## Data provided

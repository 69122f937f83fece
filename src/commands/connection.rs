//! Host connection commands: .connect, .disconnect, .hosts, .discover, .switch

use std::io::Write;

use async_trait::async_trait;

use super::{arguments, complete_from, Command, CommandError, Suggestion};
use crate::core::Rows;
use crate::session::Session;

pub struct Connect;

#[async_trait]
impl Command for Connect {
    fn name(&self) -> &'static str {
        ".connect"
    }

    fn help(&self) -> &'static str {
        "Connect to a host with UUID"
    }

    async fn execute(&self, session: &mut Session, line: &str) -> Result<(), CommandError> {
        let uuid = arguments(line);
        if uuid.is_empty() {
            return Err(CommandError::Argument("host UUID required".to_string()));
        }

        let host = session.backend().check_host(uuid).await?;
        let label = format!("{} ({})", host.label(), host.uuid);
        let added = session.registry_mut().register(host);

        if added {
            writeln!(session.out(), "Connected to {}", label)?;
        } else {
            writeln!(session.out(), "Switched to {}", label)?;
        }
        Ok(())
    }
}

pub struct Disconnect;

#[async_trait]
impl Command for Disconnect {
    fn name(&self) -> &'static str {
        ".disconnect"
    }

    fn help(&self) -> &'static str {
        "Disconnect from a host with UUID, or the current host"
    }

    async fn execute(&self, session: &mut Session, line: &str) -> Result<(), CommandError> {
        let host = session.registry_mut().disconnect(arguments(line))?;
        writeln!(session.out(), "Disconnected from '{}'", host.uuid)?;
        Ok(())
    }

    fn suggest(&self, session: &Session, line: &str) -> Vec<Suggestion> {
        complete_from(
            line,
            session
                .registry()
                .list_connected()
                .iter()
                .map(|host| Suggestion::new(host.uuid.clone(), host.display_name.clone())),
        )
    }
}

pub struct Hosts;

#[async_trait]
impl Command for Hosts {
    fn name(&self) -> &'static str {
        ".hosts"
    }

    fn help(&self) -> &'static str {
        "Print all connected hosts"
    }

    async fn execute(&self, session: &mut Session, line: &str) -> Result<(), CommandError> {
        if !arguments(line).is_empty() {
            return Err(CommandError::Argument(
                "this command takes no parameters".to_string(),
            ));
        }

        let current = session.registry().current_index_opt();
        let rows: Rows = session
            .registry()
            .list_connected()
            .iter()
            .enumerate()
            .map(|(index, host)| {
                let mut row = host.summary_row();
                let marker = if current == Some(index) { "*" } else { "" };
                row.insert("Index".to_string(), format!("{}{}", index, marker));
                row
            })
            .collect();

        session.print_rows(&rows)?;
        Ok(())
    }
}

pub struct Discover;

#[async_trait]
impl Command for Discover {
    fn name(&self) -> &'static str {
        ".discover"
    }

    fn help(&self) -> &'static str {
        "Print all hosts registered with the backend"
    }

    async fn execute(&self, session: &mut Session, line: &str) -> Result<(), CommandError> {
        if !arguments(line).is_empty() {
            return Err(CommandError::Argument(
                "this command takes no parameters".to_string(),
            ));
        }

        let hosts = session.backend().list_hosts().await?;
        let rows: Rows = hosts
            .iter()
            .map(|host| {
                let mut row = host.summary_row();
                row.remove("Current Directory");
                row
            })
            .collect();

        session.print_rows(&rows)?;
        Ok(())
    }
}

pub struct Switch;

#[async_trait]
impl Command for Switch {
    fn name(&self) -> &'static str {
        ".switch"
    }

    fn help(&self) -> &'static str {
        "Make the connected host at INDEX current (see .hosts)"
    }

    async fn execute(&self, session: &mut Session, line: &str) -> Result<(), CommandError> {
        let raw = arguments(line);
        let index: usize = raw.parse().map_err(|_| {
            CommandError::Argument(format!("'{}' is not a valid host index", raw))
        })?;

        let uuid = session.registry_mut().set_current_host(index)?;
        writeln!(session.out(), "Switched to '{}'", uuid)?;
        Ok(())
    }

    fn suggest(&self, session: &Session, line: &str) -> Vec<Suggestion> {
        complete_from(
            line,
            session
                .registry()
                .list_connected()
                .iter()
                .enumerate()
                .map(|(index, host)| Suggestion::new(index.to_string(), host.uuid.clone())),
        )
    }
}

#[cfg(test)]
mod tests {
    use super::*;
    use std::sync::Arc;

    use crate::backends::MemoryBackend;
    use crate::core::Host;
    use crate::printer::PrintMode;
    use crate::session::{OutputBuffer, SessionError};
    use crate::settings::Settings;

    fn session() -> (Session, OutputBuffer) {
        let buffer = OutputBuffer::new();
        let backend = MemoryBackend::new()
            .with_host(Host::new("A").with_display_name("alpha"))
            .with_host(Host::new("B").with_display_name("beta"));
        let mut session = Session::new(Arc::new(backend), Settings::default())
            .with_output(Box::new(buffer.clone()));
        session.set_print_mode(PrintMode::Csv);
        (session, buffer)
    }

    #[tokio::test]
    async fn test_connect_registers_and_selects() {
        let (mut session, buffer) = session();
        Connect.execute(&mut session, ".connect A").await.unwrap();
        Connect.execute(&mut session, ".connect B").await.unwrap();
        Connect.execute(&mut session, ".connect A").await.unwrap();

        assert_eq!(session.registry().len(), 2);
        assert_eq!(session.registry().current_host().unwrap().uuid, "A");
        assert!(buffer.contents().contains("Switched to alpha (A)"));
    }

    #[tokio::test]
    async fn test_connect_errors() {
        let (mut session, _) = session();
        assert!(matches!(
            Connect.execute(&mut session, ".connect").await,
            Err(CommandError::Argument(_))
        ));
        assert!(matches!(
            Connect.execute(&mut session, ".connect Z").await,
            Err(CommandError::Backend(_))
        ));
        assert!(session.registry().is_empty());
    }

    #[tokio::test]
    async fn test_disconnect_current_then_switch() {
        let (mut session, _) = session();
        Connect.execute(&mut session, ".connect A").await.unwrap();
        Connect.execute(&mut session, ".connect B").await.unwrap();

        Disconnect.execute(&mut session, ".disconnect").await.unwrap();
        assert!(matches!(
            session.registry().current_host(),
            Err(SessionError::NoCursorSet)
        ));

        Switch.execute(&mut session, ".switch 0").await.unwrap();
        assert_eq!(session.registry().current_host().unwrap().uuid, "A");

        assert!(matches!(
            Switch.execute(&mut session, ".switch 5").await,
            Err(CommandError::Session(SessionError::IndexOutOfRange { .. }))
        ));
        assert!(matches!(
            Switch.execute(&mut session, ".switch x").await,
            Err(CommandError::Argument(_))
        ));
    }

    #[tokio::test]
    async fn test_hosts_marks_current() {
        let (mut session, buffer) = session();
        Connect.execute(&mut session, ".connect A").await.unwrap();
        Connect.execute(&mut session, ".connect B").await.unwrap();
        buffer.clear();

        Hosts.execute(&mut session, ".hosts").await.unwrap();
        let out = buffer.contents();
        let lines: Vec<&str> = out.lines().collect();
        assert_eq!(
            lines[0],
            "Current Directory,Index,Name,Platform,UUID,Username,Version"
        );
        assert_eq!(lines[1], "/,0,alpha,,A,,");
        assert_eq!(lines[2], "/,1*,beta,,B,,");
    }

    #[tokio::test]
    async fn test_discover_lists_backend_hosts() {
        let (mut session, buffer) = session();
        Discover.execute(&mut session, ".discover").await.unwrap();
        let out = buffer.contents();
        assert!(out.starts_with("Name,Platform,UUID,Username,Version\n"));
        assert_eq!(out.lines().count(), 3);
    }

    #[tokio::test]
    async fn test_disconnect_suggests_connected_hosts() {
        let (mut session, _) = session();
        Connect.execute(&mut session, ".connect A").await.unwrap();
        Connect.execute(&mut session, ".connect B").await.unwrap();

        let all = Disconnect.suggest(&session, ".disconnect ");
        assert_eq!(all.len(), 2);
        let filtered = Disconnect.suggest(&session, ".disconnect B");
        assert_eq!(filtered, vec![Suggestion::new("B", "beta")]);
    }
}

## Activity
Copy each line of the listing verbatim.

## Result of the task
repository 69122f937f83fece
filename src/commands/connection.rs
//! Host connection commands: .connect, .disconnect, .hosts, .discover, .switch

use std::io::Write;

use async_trait::async_trait;

use super::{arguments, complete_from, Command, CommandError, Suggestion};
use crate::core::Rows;
use crate::session::Session;

pub struct Connect;

#[async_trait]
impl Command for Connect {
    fn name(&self) -> &'static str {
        ".connect"
    }

    fn help(&self) -> &'static str {
        "Connect to a host with UUID"
    }

    async fn execute(&self, session: &mut Session, line: &str) -> Result<(), CommandError> {
        let uuid = arguments(line);
        if uuid.is_empty() {
            return Err(CommandError::Argument("host UUID required".to_string()));
        }

        let host = session.backend().check_host(uuid).await?;
        let label = format!("{} ({})", host.label(), host.uuid);
        let added = session.registry_mut().register(host);

        if added {
            writeln!(session.out(), "Connected to {}", label)?;
        } else {
            writeln!(session.out(), "Switched to {}", label)?;
        }
        Ok(())
    }
}

pub struct Disconnect;

#[async_trait]
impl Command for Disconnect {
    fn name(&self) -> &'static str {
        ".disconnect"
    }

    fn help(&self) -> &'static str {
        "Disconnect from a host with UUID, or the current host"
    }

    async fn execute(&self, session: &mut Session, line: &str) -> Result<(), CommandError> {
        let host = session.registry_mut().disconnect(arguments(line))?;
        writeln!(session.out(), "Disconnected from '{}'", host.uuid)?;
        Ok(())
    }

    fn suggest(&self, session: &Session, line: &str) -> Vec<Suggestion> {
        complete_from(
            line,
            session
                .registry()
                .list_connected()
                .iter()
                .map(|host| Suggestion::new(host.uuid.clone(), host.display_name.clone())),
        )
    }
}

pub struct Hosts;

#[async_trait]
impl Command for Hosts {
    fn name(&self) -> &'static str {
        ".hosts"
    }

    fn help(&self) -> &'static str {
        "Print all connected hosts"
    }

    async fn execute(&self, session: &mut Session, line: &str) -> Result<(), CommandError> {
        if !arguments(line).is_empty() {
            return Err(CommandError::Argument(
                "this command takes no parameters".to_string(),
            ));
        }

        let current = session.registry().current_index_opt();
        let rows: Rows = session
            .registry()
            .list_connected()
            .iter()
            .enumerate()
            .map(|(index, host)| {
                let mut row = host.summary_row();
                let marker = if current == Some(index) { "*" } else { "" };
                row.insert("Index".to_string(), format!("{}{}", index, marker));
                row
            })
            .collect();

        session.print_rows(&rows)?;
        Ok(())
    }
}

pub struct Discover;

#[async_trait]
impl Command for Discover {
    fn name(&self) -> &'static str {
        ".discover"
    }

    fn help(&self) -> &'static str {
        "Print all hosts registered with the backend"
    }

    async fn execute(&self, session: &mut Session, line: &str) -> Result<(), CommandError> {
        if !arguments(line).is_empty() {
            return Err(CommandError::Argument(
                "this command takes no parameters".to_string(),
            ));
        }

        let hosts = session.backend().list_hosts().await?;
        let rows: Rows = hosts
            .iter()
            .map(|host| {
                let mut row = host.summary_row();
                row.remove("Current Directory");
                row
            })
            .collect();

        session.print_rows(&rows)?;
        Ok(())
    }
}

pub struct Switch;

#[async_trait]
impl Command for Switch {
    fn name(&self) -> &'static str {
        ".switch"
    }

    fn help(&self) -> &'static str {
        "Make the connected host at INDEX current (see .hosts)"
    }

    async fn execute(&self, session: &mut Session, line: &str) -> Result<(), CommandError> {
        let raw = arguments(line);
        let index: usize = raw.parse().map_err(|_| {
            CommandError::Argument(format!("'{}' is not a valid host index", raw))
        })?;

        let uuid = session.registry_mut().set_current_host(index)?;
        writeln!(session.out(), "Switched to '{}'", uuid)?;
        Ok(())
    }

    fn suggest(&self, session: &Session, line: &str) -> Vec<Suggestion> {
        complete_from(
            line,
            session
                .registry()
                .list_connected()
                .iter()
                .enumerate()
                .map(|(index, host)| Suggestion::new(index.to_string(), host.uuid.clone())),
        )
    }
}

#[cfg(test)]
mod tests {
    use super::*;
    use std::sync::Arc;

    use crate::backends::MemoryBackend;
    use crate::core::Host;
    use crate::printer::PrintMode;
    use crate::session::{OutputBuffer, SessionError};
    use crate::settings::Settings;

    fn session() -> (Session, OutputBuffer) {
        let buffer = OutputBuffer::new();
        let backend = MemoryBackend::new()
            .with_host(Host::new("A").with_display_name("alpha"))
            .with_host(Host::new("B").with_display_name("beta"));
        let mut session = Session::new(Arc::new(backend), Settings::default())
            .with_output(Box::new(buffer.clone()));
        session.set_print_mode(PrintMode::Csv);
        (session, buffer)
    }

    #[tokio::test]
    async fn test_connect_registers_and_selects() {
        let (mut session, buffer) = session();
        Connect.execute(&mut session, ".connect A").await.unwrap();
        Connect.execute(&mut session, ".connect B").await.unwrap();
        Connect.execute(&mut session, ".connect A").await.unwrap();

        assert_eq!(session.registry().len(), 2);
        assert_eq!(session.registry().current_host().unwrap().uuid, "A");
        assert!(buffer.contents().contains("Switched to alpha (A)"));
    }

    #[tokio::test]
    async fn test_connect_errors() {
        let (mut session, _) = session();
        assert!(matches!(
            Connect.execute(&mut session, ".connect").await,
            Err(CommandError::Argument(_))
        ));
        assert!(matches!(
            Connect.execute(&mut session, ".connect Z").await,
            Err(CommandError::Backend(_))
        ));
        assert!(session.registry().is_empty());
    }

    #[tokio::test]
    async fn test_disconnect_current_then_switch() {
        let (mut session, _) = session();
        Connect.execute(&mut session, ".connect A").await.unwrap();
        Connect.execute(&mut session, ".connect B").await.unwrap();

        Disconnect.execute(&mut session, ".disconnect").await.unwrap();
        assert!(matches!(
            session.registry().current_host(),
            Err(SessionError::NoCursorSet)
        ));

        Switch.execute(&mut session, ".switch 0").await.unwrap();
        assert_eq!(session.registry().current_host().unwrap().uuid, "A");

        assert!(matches!(
            Switch.execute(&mut session, ".switch 5").await,
            Err(CommandError::Session(SessionError::IndexOutOfRange { .. }))
        ));
        assert!(matches!(
            Switch.execute(&mut session, ".switch x").await,
            Err(CommandError::Argument(_))
        ));
    }

    #[tokio::test]
    async fn test_hosts_marks_current() {
        let (mut session, buffer) = session();
        Connect.execute(&mut session, ".connect A").await.unwrap();
        Connect.execute(&mut session, ".connect B").await.unwrap();
        buffer.clear();

        Hosts.execute(&mut session, ".hosts").await.unwrap();
        let out = buffer.contents();
        let lines: Vec<&str> = out.lines().collect();
        assert_eq!(
            lines[0],
            "Current Directory,Index,Name,Platform,UUID,Username,Version"
        );
        assert_eq!(lines[1], "/,0,alpha,,A,,");
        assert_eq!(lines[2], "/,1*,beta,,B,,");
    }

    #[tokio::test]
    async fn test_discover_lists_backend_hosts() {
        let (mut session, buffer) = session();
        Discover.execute(&mut session, ".discover").await.unwrap();
        let out = buffer.contents();
        assert!(out.starts_with("Name,Platform,UUID,Username,Version\n"));
        assert_eq!(out.lines().count(), 3);
    }

    #[tokio::test]
    async fn test_disconnect_suggests_connected_hosts() {
        let (mut session, _) = session();
        Connect.execute(&mut session, ".connect A").await.unwrap();
        Connect.execute(&mut session, ".connect B").await.unwrap();

        let all = Disconnect.suggest(&session, ".disconnect ");
        assert_eq!(all.len(), 2);
        let filtered = Disconnect.suggest(&session, ".disconnect B");
        assert_eq!(filtered, vec![Suggestion::new("B", "beta")]);
    }
}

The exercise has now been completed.